Вот он каков, Питер, на самом деле! Никаких в нем пряников нет, и ружей нет, одни тухлые щи и городовые, которые взашей гонят. Проболтался отец, правду сказал. И не богатый он вовсе, беднее пастуха Сморчка. И тросточка с костяной собачьей головкой не отцова, и серебряные часы, видать, чужие, и котелок, и бутыльчатые лакированные сапоги — все, все чужое… Разоделся, чтобы похвастаться, а придут и скажут: «Снимай!» — и останется отец в старом, рваном пиджаке и засаленном картузе, что надевал сегодня утром на рыбную ловлю. Может, и матроска на Шурке чужая, отдавать придется? И пусть, и пусть… Шурке ничего не жалко, он в латаной рубашке проходит, только зачем обманывать, дразнить понапрасну! «Ружья не привез, — горько подсчитывает он в уме обиды. — Быкова обещал на суд поволочь — струсил… Про Питер, про богатства хвастался да спьяну и проговорился…»
Слезы застилают ему глаза.

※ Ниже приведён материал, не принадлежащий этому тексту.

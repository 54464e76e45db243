//! HTTP transport for the fal.ai queue API.
//!
//! A generation is three steps against `queue.fal.run`:
//!
//! 1. `POST /{endpoint}` queues the input and returns a `request_id` with
//!    its status and response URLs.
//! 2. `GET {status_url}?logs=1` is polled until the status reaches
//!    `COMPLETED`. Each poll returns the full log list so far; only lines
//!    not yet seen are forwarded.
//! 3. `GET {response_url}` returns the model output.

use std::time::Duration;

use async_trait::async_trait;
use serde::Deserialize;
use serde_json::Value;

use crate::transport::{GenerationTransport, LogSink, TransportError, TransportResponse};

/// Default queue base URL.
pub const DEFAULT_QUEUE_URL: &str = "https://queue.fal.run";

/// Status reported once the output is ready to fetch.
const STATUS_COMPLETED: &str = "COMPLETED";

/// Status reported while the request waits for a worker.
const STATUS_IN_QUEUE: &str = "IN_QUEUE";

/// Connection settings for [`FalQueueTransport`].
#[derive(Debug, Clone)]
pub struct FalQueueConfig {
    /// Base URL, e.g. `https://queue.fal.run`.
    pub queue_url: String,
    /// Wait between status polls.
    pub poll_interval: Duration,
    /// Per-HTTP-request timeout.
    pub request_timeout: Duration,
    /// Longest wait for a queued request to complete.
    pub poll_timeout: Duration,
}

impl Default for FalQueueConfig {
    fn default() -> Self {
        Self {
            queue_url: DEFAULT_QUEUE_URL.to_string(),
            poll_interval: Duration::from_millis(500),
            request_timeout: Duration::from_secs(120),
            poll_timeout: Duration::from_secs(600),
        }
    }
}

/// Response of the queue submit call.
#[derive(Debug, Deserialize)]
struct SubmitResponse {
    request_id: String,
    #[serde(default)]
    status_url: Option<String>,
    #[serde(default)]
    response_url: Option<String>,
}

/// Response of a status poll.
#[derive(Debug, Deserialize)]
struct StatusResponse {
    status: String,
    #[serde(default)]
    queue_position: Option<u64>,
    #[serde(default)]
    logs: Option<Vec<LogEntry>>,
}

#[derive(Debug, Deserialize)]
struct LogEntry {
    message: String,
}

/// [`GenerationTransport`] backed by the fal queue REST API.
pub struct FalQueueTransport {
    client: reqwest::Client,
    config: FalQueueConfig,
}

impl FalQueueTransport {
    /// Create a transport with its own HTTP client.
    pub fn new(config: FalQueueConfig) -> Result<Self, TransportError> {
        let client = reqwest::Client::builder()
            .timeout(config.request_timeout)
            .build()
            .map_err(|e| TransportError::Network(format!("failed to build HTTP client: {e}")))?;
        Ok(Self { client, config })
    }

    /// Create a transport reusing an existing [`reqwest::Client`].
    pub fn with_client(client: reqwest::Client, config: FalQueueConfig) -> Self {
        Self { client, config }
    }

    pub fn config(&self) -> &FalQueueConfig {
        &self.config
    }

    async fn submit(
        &self,
        endpoint: &str,
        input: &Value,
        credential: &str,
    ) -> Result<SubmitResponse, TransportError> {
        let url = format!("{}/{}", self.config.queue_url.trim_end_matches('/'), endpoint);
        let response = self
            .client
            .post(url)
            .header(reqwest::header::AUTHORIZATION, auth_header(credential))
            .json(input)
            .send()
            .await
            .map_err(network_error)?;
        parse_response(response).await
    }

    async fn poll_until_complete(
        &self,
        status_url: &str,
        credential: &str,
        request_id: &str,
        on_log: LogSink<'_>,
    ) -> Result<(), TransportError> {
        let deadline = tokio::time::Instant::now() + self.config.poll_timeout;
        let mut seen_logs = 0usize;
        loop {
            let response = self
                .client
                .get(status_url)
                .query(&[("logs", "1")])
                .header(reqwest::header::AUTHORIZATION, auth_header(credential))
                .send()
                .await
                .map_err(network_error)?;
            let status: StatusResponse = parse_response(response).await?;

            if let Some(logs) = &status.logs {
                for entry in logs.iter().skip(seen_logs) {
                    on_log(&entry.message);
                }
                seen_logs = seen_logs.max(logs.len());
            }

            match status.status.as_str() {
                STATUS_COMPLETED => return Ok(()),
                STATUS_IN_QUEUE => {
                    tracing::debug!(request_id, queue_position = status.queue_position, "Waiting in fal queue");
                }
                other => {
                    tracing::trace!(request_id, status = other, "Polled fal request");
                }
            }

            if tokio::time::Instant::now() + self.config.poll_interval > deadline {
                tracing::warn!(request_id, status = %status.status, "Gave up waiting for fal request");
                return Err(TransportError::Timeout(format!(
                    "request {request_id} still {} after {}s",
                    status.status,
                    self.config.poll_timeout.as_secs()
                )));
            }
            tokio::time::sleep(self.config.poll_interval).await;
        }
    }

    async fn fetch_result(&self, response_url: &str, credential: &str) -> Result<Value, TransportError> {
        let response = self
            .client
            .get(response_url)
            .header(reqwest::header::AUTHORIZATION, auth_header(credential))
            .send()
            .await
            .map_err(network_error)?;
        parse_response(response).await
    }
}

#[async_trait]
impl GenerationTransport for FalQueueTransport {
    async fn run(
        &self,
        endpoint: &str,
        input: &Value,
        credential: &str,
        on_log: LogSink<'_>,
    ) -> Result<TransportResponse, TransportError> {
        let submitted = self.submit(endpoint, input, credential).await?;
        let request_id = submitted.request_id;

        tracing::info!(endpoint, request_id = %request_id, "Queued fal request");

        let base = requests_base(&self.config.queue_url, endpoint, &request_id);
        let status_url = submitted
            .status_url
            .unwrap_or_else(|| format!("{base}/status"));
        let response_url = submitted.response_url.unwrap_or(base);

        self.poll_until_complete(&status_url, credential, &request_id, on_log)
            .await?;
        let payload = self.fetch_result(&response_url, credential).await?;

        Ok(TransportResponse::new(payload).with_request_id(request_id))
    }
}

// ---------------------------------------------------------------------------
// Helpers
// ---------------------------------------------------------------------------

fn auth_header(credential: &str) -> String {
    format!("Key {credential}")
}

/// The app id is the first two path segments of an endpoint:
/// `fal-ai/flux-pro/v1.1-ultra` is served by the `fal-ai/flux-pro` app.
fn app_id(endpoint: &str) -> String {
    endpoint.split('/').take(2).collect::<Vec<_>>().join("/")
}

/// Fallback URL of a queued request when the submit response omits it.
fn requests_base(queue_url: &str, endpoint: &str, request_id: &str) -> String {
    format!(
        "{}/{}/requests/{}",
        queue_url.trim_end_matches('/'),
        app_id(endpoint),
        request_id
    )
}

fn network_error(err: reqwest::Error) -> TransportError {
    TransportError::Network(err.to_string())
}

/// Pull a readable message out of an error body.
///
/// fal answers `{"detail": "..."}` for most errors and
/// `{"detail": [{"msg": "..."}]}` for input validation errors.
fn error_detail(body: &str) -> String {
    let Ok(json) = serde_json::from_str::<Value>(body) else {
        return body.trim().to_string();
    };
    match json.get("detail") {
        Some(Value::String(detail)) => detail.clone(),
        Some(Value::Array(items)) => items
            .iter()
            .filter_map(|item| item.get("msg").and_then(Value::as_str))
            .collect::<Vec<_>>()
            .join("; "),
        _ => body.trim().to_string(),
    }
}

/// Ensure a success status, then decode the JSON body.
async fn parse_response<T: serde::de::DeserializeOwned>(
    response: reqwest::Response,
) -> Result<T, TransportError> {
    let status = response.status();
    if !status.is_success() {
        let body = response
            .text()
            .await
            .unwrap_or_else(|_| "<unreadable body>".to_string());
        return Err(TransportError::Status {
            status: status.as_u16(),
            detail: error_detail(&body),
        });
    }
    response.json::<T>().await.map_err(|e| {
        if e.is_decode() {
            TransportError::Decode(e.to_string())
        } else {
            TransportError::Network(e.to_string())
        }
    })
}

#[cfg(test)]
mod tests {
    use super::*;

    #[test]
    fn app_id_keeps_two_segments() {
        assert_eq!(app_id("fal-ai/flux-pro/v1.1-ultra/redux"), "fal-ai/flux-pro");
        assert_eq!(app_id("fal-ai/flux-lora"), "fal-ai/flux-lora");
    }

    #[test]
    fn fallback_urls_use_app_id() {
        assert_eq!(
            requests_base("https://queue.fal.run/", "fal-ai/flux/dev", "abc"),
            "https://queue.fal.run/fal-ai/flux/requests/abc"
        );
    }

    #[test]
    fn detail_string_is_extracted() {
        assert_eq!(error_detail(r#"{"detail": "Exhausted balance"}"#), "Exhausted balance");
    }

    #[test]
    fn validation_details_are_joined() {
        let body = r#"{"detail": [{"msg": "field required"}, {"msg": "bad size"}]}"#;
        assert_eq!(error_detail(body), "field required; bad size");
    }

    #[test]
    fn plain_text_body_is_kept() {
        assert_eq!(error_detail(" Bad Gateway \n"), "Bad Gateway");
    }

    #[test]
    fn status_response_tolerates_missing_fields() {
        let status: StatusResponse = serde_json::from_str(r#"{"status": "IN_PROGRESS"}"#).unwrap();
        assert_eq!(status.status, "IN_PROGRESS");
        assert!(status.logs.is_none());
    }

    /// Serve `body` as a 200 JSON response to every connection.
    async fn serve_forever(body: &'static str) -> String {
        use tokio::io::{AsyncReadExt, AsyncWriteExt};

        let listener = tokio::net::TcpListener::bind("127.0.0.1:0").await.unwrap();
        let addr = listener.local_addr().unwrap();
        tokio::spawn(async move {
            while let Ok((mut socket, _)) = listener.accept().await {
                let mut buf = [0u8; 4096];
                let _ = socket.read(&mut buf).await;
                let response = format!(
                    "HTTP/1.1 200 OK\r\ncontent-type: application/json\r\ncontent-length: {}\r\nconnection: close\r\n\r\n{body}",
                    body.len()
                );
                let _ = socket.write_all(response.as_bytes()).await;
            }
        });
        format!("http://{addr}")
    }

    fn local_transport(base: &str) -> FalQueueTransport {
        let client = reqwest::Client::builder().no_proxy().build().unwrap();
        FalQueueTransport::with_client(
            client,
            FalQueueConfig {
                queue_url: base.to_string(),
                poll_interval: Duration::from_millis(10),
                request_timeout: Duration::from_secs(5),
                poll_timeout: Duration::from_millis(50),
            },
        )
    }

    #[tokio::test]
    async fn poll_gives_up_after_deadline() {
        let base = serve_forever(r#"{"status": "IN_QUEUE", "queue_position": 3}"#).await;
        let transport = local_transport(&base);

        let no_logs = |_: &str| {};
        let err = transport
            .poll_until_complete(&format!("{base}/status"), "key", "req-1", &no_logs)
            .await
            .unwrap_err();

        assert!(matches!(err, TransportError::Timeout(ref m) if m.contains("IN_QUEUE")));
    }

    #[tokio::test]
    async fn completed_status_ends_polling() {
        let base = serve_forever(r#"{"status": "COMPLETED"}"#).await;
        let transport = local_transport(&base);

        let no_logs = |_: &str| {};
        transport
            .poll_until_complete(&format!("{base}/status"), "key", "req-1", &no_logs)
            .await
            .unwrap();
    }

    #[test]
    fn default_config_points_at_public_queue() {
        let config = FalQueueConfig::default();
        assert_eq!(config.queue_url, DEFAULT_QUEUE_URL);
        assert!(FalQueueTransport::new(config).is_ok());
    }
}
impl ParameterSpec {
    fn new(key: impl Into<String>, kind: ParameterKind) -> Self {
        Self {
            key: key.into(),
            kind,
            default: None,
            required: false,
            description: None,
        }
    }

    pub fn string(key: impl Into<String>) -> Self {
        Self::new(key, ParameterKind::String)
    }

    pub fn number(key: impl Into<String>) -> Self {
        Self::new(
            key,
            ParameterKind::Number {
                integer: false,
                min: None,
                max: None,
            },
        )
    }

    pub fn integer(key: impl Into<String>) -> Self {
        Self::new(
            key,
            ParameterKind::Number {
                integer: true,
                min: None,
                max: None,
            },
        )
    }

    pub fn boolean(key: impl Into<String>) -> Self {
        Self::new(key, ParameterKind::Boolean)
    }

    pub fn enumeration(key: impl Into<String>, options: &[&str]) -> Self {
        Self::new(
            key,
            ParameterKind::Enum {
                options: options.iter().map(|o| o.to_string()).collect(),
            },
        )
    }

    pub fn lora_weights(key: impl Into<String>, max_len: usize) -> Self {
        Self::new(
            key,
            ParameterKind::Array {
                element: ElementShape::LoraWeight,
                max_len,
            },
        )
    }

    /// Attach a default value. Checked against the kind by
    /// [`ModelRegistry::new`].
    pub fn with_default(mut self, default: Value) -> Self {
        self.default = Some(default);
        self
    }

    /// Mark the parameter as required.
    pub fn required(mut self) -> Self {
        self.required = true;
        self
    }

    /// Clamp bounds for a number parameter. Ignored for other kinds.
    pub fn with_range(mut self, lo: f64, hi: f64) -> Self {
        if let ParameterKind::Number { min, max, .. } = &mut self.kind {
            *min = Some(lo);
            *max = Some(hi);
        }
        self
    }

    pub fn with_description(mut self, description: impl Into<String>) -> Self {
        self.description = Some(description.into());
        self
    }

    /// Verify that the default, if any, satisfies this parameter's kind.
    pub fn check_default(&self) -> Result<(), CoreError> {
        match &self.default {
            None => Ok(()),
            Some(default) => coerce_value(self, default).map(|_| ()).map_err(|e| {
                CoreError::InvalidRegistry(format!(
                    "default for '{}' does not satisfy its kind: {e}",
                    self.key
                ))
            }),
        }
    }
}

Как верил Шурка в отца! А он, оказывается, как мамка, как все в деревне мужики и бабы, говорит не то, что думает, делает не то, что хочет. Вон дядю Родю переспорили, а он знай свое твердит. Уж он хвастаться не станет, всегда правду говорит. И городовому наперед взашей наподдаст, и нагайкой его пороть не посмеют. Вот он какой человек. И вовсе его не прогоняли с завода, он сам ушел, захотел — и ушел.
Как ни велико горе Шурки, приятно ему слышать возле себя насмешливый, твердый голос дяди Роди:
— Животом живешь… Ничего в Питере не видишь и, мы скажем, не понимаешь… Не политики в твой карман лапу запускают, а богатеи. А ты под их балалайку пляшешь.
— Эх, Родион… чудак человек! — кричит отец. — Вот и люблю тебя за то!
Должно быть, целоваться полезет. Ну, так и есть, обнимает дядю Родю.
Шурка отворачивается. Глаза бы не глядели, до чего обидно! Но против воли видится ему Питер и отец, весь в рванье, глиной обляпан, усталый, сгорбившийся. Он хочет сесть на конку, а кучер не останавливается, хлещет кнутом по лошадям, те бегут, бегут, поглядывая на вывески, чтобы не сбиться с пути. Отец бредет дальше, спотыкаясь от усталости. А Питеру конца нет, и все толкают отца, гонят прочь с дороги, боясь, как бы он не испачкал чьей‑нибудь нарядной одежды. В кармане у отца всего — навсего грош медный с прозеленью, как Шуркин пятак, а надо еще платить за тухлые, несоленые щи и пригорелую, немасленую гречневую кашу… Почему‑то Шурке вспоминается худой, голодный парень, которого вели по шоссейке и которого он считал разбойником.
— А ты, тятя, ел бы… пеклеванник… с изюмом, — громко говорит Шурка, вытирая мокрые щеки. — И сдачи дал бы… что взашей гонят!
Дядя Родя хохочет и треплет Шурку по стриженой белобрысой голове.
— Слышал? — обращается он к отцу. — Александр правду — матку режет!
И все за столом смеются. Даже бабушка Матрена, склонив трясучую голову, клохчет над своей тарелкой.
— Он у меня политик известный, — одобрительно отвечает отец и подает Шурке промасленный, обсыпанный толченым сахаром сдобник с блюда, только что водворенного матерью на стол, на смену жаркому.